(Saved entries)
= = = = =

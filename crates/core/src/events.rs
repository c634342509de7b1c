use serde::Serialize;
use tokio::sync::mpsc::UnboundedSender;
use tracing::trace;

use crate::diagnostics::DiagnosticsSnapshot;
use crate::types::OutputFormat;

#[derive(Debug, Clone, Copy, PartialEq, Eq, Serialize)]
#[serde(rename_all = "snake_case")]
pub enum ProgressStage {
    Decode,
    Upscale,
    Blend,
    Encode,
}

/// Everything a worker reports back to its host, in emission order.
#[derive(Debug, Clone, PartialEq, Serialize)]
#[serde(tag = "type", rename_all = "snake_case")]
pub enum UpscaleEvent {
    Progress {
        request_id: String,
        done_tiles: usize,
        total_tiles: usize,
        #[serde(skip_serializing_if = "Option::is_none")]
        eta_seconds: Option<u64>,
        stage: ProgressStage,
    },
    Status {
        request_id: String,
        message: String,
    },
    Diagnostic {
        request_id: String,
        diagnostics: DiagnosticsSnapshot,
    },
    Result {
        request_id: String,
        #[serde(skip)]
        image: Vec<u8>,
        width: u32,
        height: u32,
        format: OutputFormat,
    },
    Error {
        request_id: String,
        message: String,
    },
}

impl UpscaleEvent {
    pub fn request_id(&self) -> &str {
        match self {
            Self::Progress { request_id, .. }
            | Self::Status { request_id, .. }
            | Self::Diagnostic { request_id, .. }
            | Self::Result { request_id, .. }
            | Self::Error { request_id, .. } => request_id,
        }
    }

    /// `Result` and `Error` end a request.
    pub fn is_terminal(&self) -> bool {
        matches!(self, Self::Result { .. } | Self::Error { .. })
    }
}

/// Sends events for one request. A dropped receiver is not an error: the
/// host may stop listening, and the request still runs to completion.
#[derive(Debug, Clone)]
pub struct EventSink {
    request_id: String,
    tx: UnboundedSender<UpscaleEvent>,
}

impl EventSink {
    pub fn new(request_id: impl Into<String>, tx: UnboundedSender<UpscaleEvent>) -> Self {
        Self {
            request_id: request_id.into(),
            tx,
        }
    }

    pub fn request_id(&self) -> &str {
        &self.request_id
    }

    pub fn emit(&self, event: UpscaleEvent) {
        if self.tx.send(event).is_err() {
            trace!(request_id = %self.request_id, "Event receiver dropped");
        }
    }

    pub fn progress(&self, done: usize, total: usize, eta_seconds: Option<u64>, stage: ProgressStage) {
        self.emit(UpscaleEvent::Progress {
            request_id: self.request_id.clone(),
            done_tiles: done,
            total_tiles: total,
            eta_seconds,
            stage,
        });
    }

    pub fn status(&self, message: impl Into<String>) {
        self.emit(UpscaleEvent::Status {
            request_id: self.request_id.clone(),
            message: message.into(),
        });
    }

    pub fn diagnostic(&self, diagnostics: DiagnosticsSnapshot) {
        self.emit(UpscaleEvent::Diagnostic {
            request_id: self.request_id.clone(),
            diagnostics,
        });
    }

    pub fn error(&self, message: impl Into<String>) {
        self.emit(UpscaleEvent::Error {
            request_id: self.request_id.clone(),
            message: message.into(),
        });
    }
}
use anyhow::{Context, Result};
use serde::{Deserialize, Serialize};
use tracing::debug;

use crate::types::{UpscaleMode, UpscalePreset};

const GENERAL_X4V3_URL: &str = "https://huggingface.co/JoPmt/Real_Esrgan_x2_Onnx_Tflite_Tfjs/resolve/main/ano_test/realesr-general-x4v3.onnx";

#[derive(Debug, Clone, Copy, Serialize, Deserialize, PartialEq, Eq, Hash)]
#[serde(rename_all = "snake_case")]
pub enum ModelRuntime {
    Neural,
    Classical,
}

/// Numeric range a model expects on its input tensor.
#[derive(Debug, Clone, Copy, Serialize, Deserialize, PartialEq, Eq, Hash, Default)]
#[serde(rename_all = "snake_case")]
pub enum InputRange {
    /// `[0, 1]`
    #[default]
    Unit,
    /// `[0, 255]`
    Byte,
}

impl InputRange {
    pub fn scale(self) -> f32 {
        match self {
            Self::Unit => 1.0,
            Self::Byte => 255.0,
        }
    }
}

#[derive(Debug, Clone, Serialize, Deserialize, PartialEq, Eq)]
pub struct ModelDescriptor {
    pub id: String,
    pub mode: UpscaleMode,
    pub preset: UpscalePreset,
    pub scale: u32,
    pub runtime: ModelRuntime,
    #[serde(default)]
    pub url: Option<String>,
    /// Lowercase hex SHA-256 of the artifact; verified after download when present.
    #[serde(default)]
    pub sha256: Option<String>,
    #[serde(default = "default_channels")]
    pub expected_channels: u32,
    #[serde(default)]
    pub input_range: InputRange,
}

fn default_channels() -> u32 {
    3
}

impl ModelDescriptor {
    pub fn is_neural(&self) -> bool {
        self.runtime == ModelRuntime::Neural && self.url.is_some()
    }

    fn neural(mode: UpscaleMode, scale: u32, url: &str) -> Self {
        Self {
            id: format!("onnx-{mode}-{scale}x"),
            mode,
            preset: UpscalePreset::Balanced,
            scale,
            runtime: ModelRuntime::Neural,
            url: Some(url.to_string()),
            sha256: None,
            expected_channels: 3,
            input_range: InputRange::Unit,
        }
    }

    fn classical(mode: UpscaleMode, scale: u32) -> Self {
        Self {
            id: format!("classic-{mode}-balanced-{scale}x"),
            mode,
            preset: UpscalePreset::Balanced,
            scale,
            runtime: ModelRuntime::Classical,
            url: None,
            sha256: None,
            expected_channels: 3,
            input_range: InputRange::Unit,
        }
    }

    /// Descriptor used when the table is empty.
    pub fn generic_classical() -> Self {
        Self {
            id: "classic-generic".to_string(),
            ..Self::classical(UpscaleMode::Photo, 2)
        }
    }
}

fn builtin_table() -> Vec<ModelDescriptor> {
    use UpscaleMode::{Anime, Photo, Text};

    let mut table = Vec::new();
    for mode in [Photo, Anime, Text] {
        for scale in [2, 4] {
            table.push(ModelDescriptor::neural(mode, scale, GENERAL_X4V3_URL));
        }
    }
    for mode in [Photo, Anime, Text] {
        for scale in [2, 4] {
            table.push(ModelDescriptor::classical(mode, scale));
        }
    }
    table
}

/// Static descriptor table with fallback lookup.
#[derive(Debug, Clone)]
pub struct ModelRegistry {
    entries: Vec<ModelDescriptor>,
}

impl Default for ModelRegistry {
    fn default() -> Self {
        Self::builtin()
    }
}

impl ModelRegistry {
    pub fn builtin() -> Self {
        Self {
            entries: builtin_table(),
        }
    }

    pub fn from_entries(entries: Vec<ModelDescriptor>) -> Self {
        Self { entries }
    }

    pub fn list(&self) -> &[ModelDescriptor] {
        &self.entries
    }

    pub fn get(&self, id: &str) -> Option<&ModelDescriptor> {
        self.entries.iter().find(|e| e.id == id)
    }

    /// Exact `(mode, preset, scale)` match, then `(mode, scale)`, then the first
    /// entry. An empty table yields [`ModelDescriptor::generic_classical`].
    pub fn resolve(
        &self,
        mode: UpscaleMode,
        preset: UpscalePreset,
        scale: u32,
    ) -> ModelDescriptor {
        let found = self
            .entries
            .iter()
            .find(|e| e.mode == mode && e.preset == preset && e.scale == scale)
            .or_else(|| {
                self.entries
                    .iter()
                    .find(|e| e.mode == mode && e.scale == scale)
            })
            .or_else(|| self.entries.first());

        match found {
            Some(entry) => {
                debug!(model = %entry.id, %mode, %preset, scale, "Resolved model descriptor");
                entry.clone()
            }
            None => ModelDescriptor::generic_classical(),
        }
    }

    /// Merges descriptors from a JSON catalog; ids already present are kept.
    pub fn load_json(&mut self, json: &str) -> Result<()> {
        let loaded: Vec<ModelDescriptor> =
            serde_json::from_str(json).context("Failed to parse model catalog JSON")?;
        for entry in loaded {
            if !self.entries.iter().any(|e| e.id == entry.id) {
                self.entries.push(entry);
            }
        }
        Ok(())
    }

    pub fn to_json(&self) -> Result<String> {
        serde_json::to_string_pretty(&self.entries).context("Failed to serialize model catalog")
    }
}

#[cfg(test)]
mod tests {
    use super::*;

    #[test]
    fn builtin_table_has_neural_and_classical_entries() {
        let registry = ModelRegistry::builtin();
        assert_eq!(registry.list().len(), 12);
        let neural = registry
            .list()
            .iter()
            .filter(|e| e.runtime == ModelRuntime::Neural)
            .count();
        assert_eq!(neural, 6);
        assert!(registry.list().iter().all(|e| e.expected_channels == 3));
    }

    #[test]
    fn resolve_exact_match() {
        let registry = ModelRegistry::builtin();
        let model = registry.resolve(UpscaleMode::Anime, UpscalePreset::Balanced, 4);
        assert_eq!(model.id, "onnx-anime-4x");
        assert!(model.is_neural());
    }

    #[test]
    fn builtin_neural_entries_share_the_general_model() {
        let registry = ModelRegistry::builtin();
        for entry in registry.list().iter().filter(|e| e.is_neural()) {
            assert_eq!(entry.url.as_deref(), Some(GENERAL_X4V3_URL), "{}", entry.id);
            assert_eq!(entry.input_range, InputRange::Unit, "{}", entry.id);
        }
    }

    #[test]
    fn resolve_falls_back_to_mode_and_scale() {
        let registry = ModelRegistry::builtin();
        let model = registry.resolve(UpscaleMode::Text, UpscalePreset::High, 2);
        assert_eq!(model.id, "onnx-text-2x");
    }

    #[test]
    fn resolve_falls_back_to_first_entry() {
        let registry = ModelRegistry::builtin();
        let model = registry.resolve(UpscaleMode::Photo, UpscalePreset::Fast, 8);
        assert_eq!(model.id, registry.list()[0].id);
    }

    #[test]
    fn resolve_on_empty_table_is_generic_classical() {
        let registry = ModelRegistry::from_entries(Vec::new());
        let model = registry.resolve(UpscaleMode::Photo, UpscalePreset::Balanced, 2);
        assert_eq!(model.runtime, ModelRuntime::Classical);
        assert!(!model.is_neural());
    }

    #[test]
    fn load_json_keeps_existing_ids() {
        let mut registry = ModelRegistry::from_entries(vec![ModelDescriptor::generic_classical()]);
        let json = r#"[
            {"id":"classic-generic","mode":"anime","preset":"high","scale":4,"runtime":"classical"},
            {"id":"custom-2x","mode":"photo","preset":"fast","scale":2,"runtime":"neural",
             "url":"https://example.com/custom.onnx","sha256":"abc"},
            {"id":"byte-4x","mode":"anime","preset":"high","scale":4,"runtime":"neural",
             "url":"https://example.com/byte.onnx","input_range":"byte"}
        ]"#;
        registry.load_json(json).expect("load catalog");
        assert_eq!(registry.list().len(), 3);
        assert_eq!(
            registry.get("byte-4x").map(|e| e.input_range),
            Some(InputRange::Byte)
        );
        assert_eq!(
            registry.get("classic-generic").map(|e| e.mode),
            Some(UpscaleMode::Photo)
        );
        let custom = registry.get("custom-2x").expect("custom entry");
        assert_eq!(custom.expected_channels, 3);
        assert_eq!(custom.input_range, InputRange::Unit);
        assert!(registry.load_json("not json").is_err());
    }

    #[test]
    fn catalog_json_roundtrip() {
        let registry = ModelRegistry::builtin();
        let json = registry.to_json().expect("serialize");
        let mut restored = ModelRegistry::from_entries(Vec::new());
        restored.load_json(&json).expect("parse");
        assert_eq!(restored.list(), registry.list());
    }
}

= = = = =

◆ **What this task involves**: Please reproduce exactly the lines above, beginning with the first and ending with the line that contains "in emission order.", and include nothing outside that range.

◆ **Your solution**:
filename crates/core/src/events.rs
repository c634342509de7b1c
use serde::Serialize;
use tokio::sync::mpsc::UnboundedSender;
use tracing::trace;

use crate::diagnostics::DiagnosticsSnapshot;
use crate::types::OutputFormat;

#[derive(Debug, Clone, Copy, PartialEq, Eq, Serialize)]
#[serde(rename_all = "snake_case")]
pub enum ProgressStage {
    Decode,
    Upscale,
    Blend,
    Encode,
}

/// Everything a worker reports back to its host, in emission order.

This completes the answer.